Collected data entries
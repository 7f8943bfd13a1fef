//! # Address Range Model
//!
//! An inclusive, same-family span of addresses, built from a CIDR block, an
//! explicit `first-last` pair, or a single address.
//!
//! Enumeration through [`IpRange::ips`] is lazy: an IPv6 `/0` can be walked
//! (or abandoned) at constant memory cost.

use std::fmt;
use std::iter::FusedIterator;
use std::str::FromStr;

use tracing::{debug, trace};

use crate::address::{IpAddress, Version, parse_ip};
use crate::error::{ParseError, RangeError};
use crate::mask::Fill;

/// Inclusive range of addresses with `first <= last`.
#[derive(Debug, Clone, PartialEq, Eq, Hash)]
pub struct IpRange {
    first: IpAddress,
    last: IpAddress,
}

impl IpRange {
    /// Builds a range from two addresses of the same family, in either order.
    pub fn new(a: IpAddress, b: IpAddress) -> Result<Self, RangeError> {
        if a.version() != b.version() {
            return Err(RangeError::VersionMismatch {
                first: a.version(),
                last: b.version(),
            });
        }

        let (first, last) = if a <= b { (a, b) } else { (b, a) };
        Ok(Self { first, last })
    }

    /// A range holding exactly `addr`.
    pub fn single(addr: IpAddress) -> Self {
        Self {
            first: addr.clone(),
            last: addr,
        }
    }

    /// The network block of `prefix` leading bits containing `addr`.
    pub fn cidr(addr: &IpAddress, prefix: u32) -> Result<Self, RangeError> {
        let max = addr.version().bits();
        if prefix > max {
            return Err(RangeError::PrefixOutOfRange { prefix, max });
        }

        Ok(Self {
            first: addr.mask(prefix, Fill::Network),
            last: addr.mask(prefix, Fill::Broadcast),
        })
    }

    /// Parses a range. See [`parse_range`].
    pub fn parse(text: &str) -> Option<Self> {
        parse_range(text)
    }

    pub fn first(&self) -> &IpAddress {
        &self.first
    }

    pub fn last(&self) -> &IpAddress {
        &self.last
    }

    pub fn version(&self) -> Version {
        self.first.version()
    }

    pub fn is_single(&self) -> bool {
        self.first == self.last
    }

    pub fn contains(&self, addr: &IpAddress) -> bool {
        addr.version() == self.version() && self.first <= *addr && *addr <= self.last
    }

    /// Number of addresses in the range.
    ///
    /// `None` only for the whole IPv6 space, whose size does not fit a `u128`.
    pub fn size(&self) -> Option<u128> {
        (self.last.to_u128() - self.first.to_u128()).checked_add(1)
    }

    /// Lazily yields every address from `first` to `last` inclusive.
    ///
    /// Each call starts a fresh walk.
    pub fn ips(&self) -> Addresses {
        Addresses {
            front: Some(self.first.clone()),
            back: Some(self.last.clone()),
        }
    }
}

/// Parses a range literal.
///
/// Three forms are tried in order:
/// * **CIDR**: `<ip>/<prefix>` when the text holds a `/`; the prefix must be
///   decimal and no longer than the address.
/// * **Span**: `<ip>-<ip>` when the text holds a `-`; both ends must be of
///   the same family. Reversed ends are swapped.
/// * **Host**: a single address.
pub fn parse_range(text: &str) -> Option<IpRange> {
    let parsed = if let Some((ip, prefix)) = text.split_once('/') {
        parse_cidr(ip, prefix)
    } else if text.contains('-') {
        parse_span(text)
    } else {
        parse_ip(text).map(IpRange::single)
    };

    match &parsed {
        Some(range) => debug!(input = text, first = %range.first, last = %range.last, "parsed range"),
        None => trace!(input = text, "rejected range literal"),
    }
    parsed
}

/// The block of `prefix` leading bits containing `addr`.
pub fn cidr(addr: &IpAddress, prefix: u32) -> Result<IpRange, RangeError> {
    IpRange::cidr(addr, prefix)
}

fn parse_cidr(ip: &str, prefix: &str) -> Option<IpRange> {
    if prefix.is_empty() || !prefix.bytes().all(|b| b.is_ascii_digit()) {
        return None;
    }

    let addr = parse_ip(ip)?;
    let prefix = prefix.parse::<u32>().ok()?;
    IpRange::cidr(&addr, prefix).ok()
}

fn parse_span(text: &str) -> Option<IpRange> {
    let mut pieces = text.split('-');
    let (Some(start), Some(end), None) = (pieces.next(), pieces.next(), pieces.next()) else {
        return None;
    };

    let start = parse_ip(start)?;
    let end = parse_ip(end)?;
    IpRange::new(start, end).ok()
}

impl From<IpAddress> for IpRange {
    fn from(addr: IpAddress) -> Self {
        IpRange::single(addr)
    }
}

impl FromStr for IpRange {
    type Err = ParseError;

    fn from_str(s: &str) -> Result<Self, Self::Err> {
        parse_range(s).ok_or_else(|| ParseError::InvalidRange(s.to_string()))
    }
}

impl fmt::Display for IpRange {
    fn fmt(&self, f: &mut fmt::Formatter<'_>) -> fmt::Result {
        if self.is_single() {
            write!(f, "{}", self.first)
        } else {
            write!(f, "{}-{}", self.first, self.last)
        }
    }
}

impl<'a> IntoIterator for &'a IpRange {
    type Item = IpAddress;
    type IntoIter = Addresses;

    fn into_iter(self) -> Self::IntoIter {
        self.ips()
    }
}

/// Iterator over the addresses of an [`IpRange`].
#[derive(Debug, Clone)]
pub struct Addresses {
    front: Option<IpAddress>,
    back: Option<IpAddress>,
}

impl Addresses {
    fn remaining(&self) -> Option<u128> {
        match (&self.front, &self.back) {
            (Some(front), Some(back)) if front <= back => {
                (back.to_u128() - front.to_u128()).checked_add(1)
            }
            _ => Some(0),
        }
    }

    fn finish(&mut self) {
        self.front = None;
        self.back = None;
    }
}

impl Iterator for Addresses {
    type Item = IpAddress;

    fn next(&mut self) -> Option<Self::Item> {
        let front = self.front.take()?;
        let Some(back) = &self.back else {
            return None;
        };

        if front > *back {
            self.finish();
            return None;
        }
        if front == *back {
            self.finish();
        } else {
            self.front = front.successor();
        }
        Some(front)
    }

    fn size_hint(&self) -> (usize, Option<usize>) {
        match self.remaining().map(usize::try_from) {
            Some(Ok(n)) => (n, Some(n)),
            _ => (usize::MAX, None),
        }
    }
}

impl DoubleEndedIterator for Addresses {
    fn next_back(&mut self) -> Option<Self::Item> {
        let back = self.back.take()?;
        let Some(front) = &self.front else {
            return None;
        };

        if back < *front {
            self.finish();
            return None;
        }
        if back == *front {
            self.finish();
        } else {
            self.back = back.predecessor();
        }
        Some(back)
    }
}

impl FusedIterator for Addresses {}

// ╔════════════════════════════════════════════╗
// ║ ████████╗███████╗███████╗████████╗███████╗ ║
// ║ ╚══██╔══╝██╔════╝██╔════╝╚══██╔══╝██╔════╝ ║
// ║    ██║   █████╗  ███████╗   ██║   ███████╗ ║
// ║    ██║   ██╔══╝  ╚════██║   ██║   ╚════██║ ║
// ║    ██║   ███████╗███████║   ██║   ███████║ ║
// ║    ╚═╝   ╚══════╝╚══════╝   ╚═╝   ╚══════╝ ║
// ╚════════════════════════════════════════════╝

* * *

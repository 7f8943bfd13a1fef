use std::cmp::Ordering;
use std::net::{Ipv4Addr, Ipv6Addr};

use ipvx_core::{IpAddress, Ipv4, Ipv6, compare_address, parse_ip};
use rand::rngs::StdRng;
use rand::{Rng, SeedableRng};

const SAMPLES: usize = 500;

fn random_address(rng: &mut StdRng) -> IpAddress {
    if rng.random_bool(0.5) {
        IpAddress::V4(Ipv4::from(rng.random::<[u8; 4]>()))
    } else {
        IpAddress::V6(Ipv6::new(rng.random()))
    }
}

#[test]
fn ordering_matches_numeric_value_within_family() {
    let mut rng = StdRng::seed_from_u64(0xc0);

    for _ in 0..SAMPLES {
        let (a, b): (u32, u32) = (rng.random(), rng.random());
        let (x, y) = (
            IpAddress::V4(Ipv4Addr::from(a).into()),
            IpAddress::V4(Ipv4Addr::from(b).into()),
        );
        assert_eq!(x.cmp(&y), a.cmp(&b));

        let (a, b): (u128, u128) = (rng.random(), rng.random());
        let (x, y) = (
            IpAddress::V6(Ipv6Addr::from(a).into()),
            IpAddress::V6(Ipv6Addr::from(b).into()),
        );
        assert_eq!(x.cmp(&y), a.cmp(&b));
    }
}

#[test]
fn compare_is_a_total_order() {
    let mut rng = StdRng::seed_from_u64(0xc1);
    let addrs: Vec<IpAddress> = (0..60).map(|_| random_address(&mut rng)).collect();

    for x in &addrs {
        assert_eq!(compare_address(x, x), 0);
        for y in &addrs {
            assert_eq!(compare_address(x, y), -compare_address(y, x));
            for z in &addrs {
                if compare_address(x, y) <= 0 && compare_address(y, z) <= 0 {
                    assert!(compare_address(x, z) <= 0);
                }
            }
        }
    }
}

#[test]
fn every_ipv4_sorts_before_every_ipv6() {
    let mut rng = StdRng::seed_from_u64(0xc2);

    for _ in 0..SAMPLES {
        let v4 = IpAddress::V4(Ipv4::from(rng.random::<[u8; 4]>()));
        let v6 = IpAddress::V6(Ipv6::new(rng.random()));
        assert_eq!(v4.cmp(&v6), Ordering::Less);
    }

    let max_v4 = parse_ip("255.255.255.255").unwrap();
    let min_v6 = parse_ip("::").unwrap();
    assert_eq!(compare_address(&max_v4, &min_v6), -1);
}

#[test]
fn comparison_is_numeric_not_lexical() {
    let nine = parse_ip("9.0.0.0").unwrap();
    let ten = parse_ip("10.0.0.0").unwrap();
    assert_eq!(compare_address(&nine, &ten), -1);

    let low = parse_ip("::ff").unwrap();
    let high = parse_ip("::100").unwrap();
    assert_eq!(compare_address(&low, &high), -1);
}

* * *

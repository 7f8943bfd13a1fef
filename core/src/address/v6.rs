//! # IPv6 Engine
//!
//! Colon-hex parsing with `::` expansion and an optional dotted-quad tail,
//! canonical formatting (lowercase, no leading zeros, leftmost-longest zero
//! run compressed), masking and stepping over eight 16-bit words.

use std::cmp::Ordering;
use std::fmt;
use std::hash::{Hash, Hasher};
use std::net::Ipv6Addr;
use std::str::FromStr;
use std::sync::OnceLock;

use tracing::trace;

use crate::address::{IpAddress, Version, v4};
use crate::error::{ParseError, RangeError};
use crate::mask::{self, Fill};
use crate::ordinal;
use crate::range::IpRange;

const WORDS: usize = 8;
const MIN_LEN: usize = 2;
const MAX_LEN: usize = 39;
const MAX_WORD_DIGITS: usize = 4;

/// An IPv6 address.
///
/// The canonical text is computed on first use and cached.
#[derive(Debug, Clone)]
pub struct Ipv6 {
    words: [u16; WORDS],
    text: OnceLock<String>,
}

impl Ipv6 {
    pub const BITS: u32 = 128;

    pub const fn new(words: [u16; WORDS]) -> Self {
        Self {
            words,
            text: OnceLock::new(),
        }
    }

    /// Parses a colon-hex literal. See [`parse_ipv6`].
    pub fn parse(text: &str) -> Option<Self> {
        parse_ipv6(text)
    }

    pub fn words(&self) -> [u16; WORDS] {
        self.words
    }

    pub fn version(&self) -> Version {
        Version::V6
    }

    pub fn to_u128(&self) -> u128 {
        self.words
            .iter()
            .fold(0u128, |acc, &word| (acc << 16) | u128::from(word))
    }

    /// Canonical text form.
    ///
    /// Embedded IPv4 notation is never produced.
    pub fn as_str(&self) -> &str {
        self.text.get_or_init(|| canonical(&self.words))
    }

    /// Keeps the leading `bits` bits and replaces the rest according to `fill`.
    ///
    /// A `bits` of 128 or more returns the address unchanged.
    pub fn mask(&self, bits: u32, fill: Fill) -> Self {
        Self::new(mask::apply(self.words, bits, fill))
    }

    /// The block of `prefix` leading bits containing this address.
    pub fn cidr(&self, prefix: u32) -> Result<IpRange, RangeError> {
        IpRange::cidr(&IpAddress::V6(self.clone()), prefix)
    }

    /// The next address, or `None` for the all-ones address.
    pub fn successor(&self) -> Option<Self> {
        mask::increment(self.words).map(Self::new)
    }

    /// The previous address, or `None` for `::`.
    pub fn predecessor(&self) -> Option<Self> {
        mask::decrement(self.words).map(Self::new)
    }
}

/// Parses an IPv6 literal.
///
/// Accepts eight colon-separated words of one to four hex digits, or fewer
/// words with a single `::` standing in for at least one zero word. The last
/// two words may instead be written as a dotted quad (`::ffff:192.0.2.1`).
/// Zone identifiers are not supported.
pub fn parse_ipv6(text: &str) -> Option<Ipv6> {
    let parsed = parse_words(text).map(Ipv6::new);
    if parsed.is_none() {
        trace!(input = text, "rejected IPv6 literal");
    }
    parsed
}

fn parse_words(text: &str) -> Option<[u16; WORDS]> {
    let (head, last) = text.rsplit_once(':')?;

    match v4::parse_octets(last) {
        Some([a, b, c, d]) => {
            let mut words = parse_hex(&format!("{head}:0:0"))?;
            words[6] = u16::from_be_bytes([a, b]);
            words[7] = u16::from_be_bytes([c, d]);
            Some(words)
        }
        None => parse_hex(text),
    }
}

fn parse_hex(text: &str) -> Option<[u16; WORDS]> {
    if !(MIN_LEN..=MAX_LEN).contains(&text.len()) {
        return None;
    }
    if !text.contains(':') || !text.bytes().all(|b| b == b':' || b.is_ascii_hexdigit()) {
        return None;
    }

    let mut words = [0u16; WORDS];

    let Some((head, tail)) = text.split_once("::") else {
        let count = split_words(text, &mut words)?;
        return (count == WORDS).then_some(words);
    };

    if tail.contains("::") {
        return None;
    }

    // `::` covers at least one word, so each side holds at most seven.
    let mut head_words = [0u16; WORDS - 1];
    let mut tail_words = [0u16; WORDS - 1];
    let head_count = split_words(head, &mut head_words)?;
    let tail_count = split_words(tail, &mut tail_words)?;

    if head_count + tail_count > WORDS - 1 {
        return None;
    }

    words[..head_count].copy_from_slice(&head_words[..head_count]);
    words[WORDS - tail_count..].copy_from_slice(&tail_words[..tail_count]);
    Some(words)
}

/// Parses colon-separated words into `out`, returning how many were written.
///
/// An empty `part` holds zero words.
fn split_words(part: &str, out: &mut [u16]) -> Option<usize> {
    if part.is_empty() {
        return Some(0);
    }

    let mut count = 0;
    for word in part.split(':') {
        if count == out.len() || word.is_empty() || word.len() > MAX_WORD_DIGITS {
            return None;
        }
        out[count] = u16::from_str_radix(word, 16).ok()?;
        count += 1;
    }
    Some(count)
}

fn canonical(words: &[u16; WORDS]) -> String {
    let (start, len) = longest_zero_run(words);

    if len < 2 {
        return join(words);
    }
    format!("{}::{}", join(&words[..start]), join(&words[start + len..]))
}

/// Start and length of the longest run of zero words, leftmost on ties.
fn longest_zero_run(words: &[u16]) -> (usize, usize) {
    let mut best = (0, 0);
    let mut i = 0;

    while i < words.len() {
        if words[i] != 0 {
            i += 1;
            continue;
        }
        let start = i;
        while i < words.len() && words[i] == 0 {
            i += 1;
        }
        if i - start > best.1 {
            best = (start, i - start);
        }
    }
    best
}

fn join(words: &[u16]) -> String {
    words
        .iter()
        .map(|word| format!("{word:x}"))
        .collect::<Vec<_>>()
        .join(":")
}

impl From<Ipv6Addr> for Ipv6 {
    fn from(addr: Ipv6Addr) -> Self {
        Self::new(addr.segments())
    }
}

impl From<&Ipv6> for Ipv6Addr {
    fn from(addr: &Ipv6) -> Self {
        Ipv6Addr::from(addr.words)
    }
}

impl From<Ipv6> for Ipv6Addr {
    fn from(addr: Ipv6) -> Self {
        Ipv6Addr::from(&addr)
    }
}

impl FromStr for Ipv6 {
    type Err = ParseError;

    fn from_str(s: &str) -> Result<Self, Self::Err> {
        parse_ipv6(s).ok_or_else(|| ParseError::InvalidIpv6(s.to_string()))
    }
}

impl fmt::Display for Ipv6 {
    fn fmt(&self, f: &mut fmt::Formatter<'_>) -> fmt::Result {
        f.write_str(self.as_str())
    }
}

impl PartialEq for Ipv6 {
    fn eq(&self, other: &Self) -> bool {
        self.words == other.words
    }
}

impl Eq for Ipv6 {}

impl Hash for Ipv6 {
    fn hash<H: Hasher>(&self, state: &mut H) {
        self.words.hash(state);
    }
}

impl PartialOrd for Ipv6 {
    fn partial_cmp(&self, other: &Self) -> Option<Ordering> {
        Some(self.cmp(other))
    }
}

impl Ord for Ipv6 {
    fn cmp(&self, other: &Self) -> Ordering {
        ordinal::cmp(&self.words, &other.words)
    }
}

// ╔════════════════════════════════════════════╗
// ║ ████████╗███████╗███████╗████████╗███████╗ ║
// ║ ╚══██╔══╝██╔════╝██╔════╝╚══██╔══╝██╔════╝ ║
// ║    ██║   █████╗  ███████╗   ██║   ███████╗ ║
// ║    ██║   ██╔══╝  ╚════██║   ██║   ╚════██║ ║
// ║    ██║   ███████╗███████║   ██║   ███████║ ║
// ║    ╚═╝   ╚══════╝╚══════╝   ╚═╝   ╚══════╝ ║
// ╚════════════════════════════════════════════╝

» **Directions for this task**
Count the lines above that contain the word "least", and give only that number.

» **Answer**
2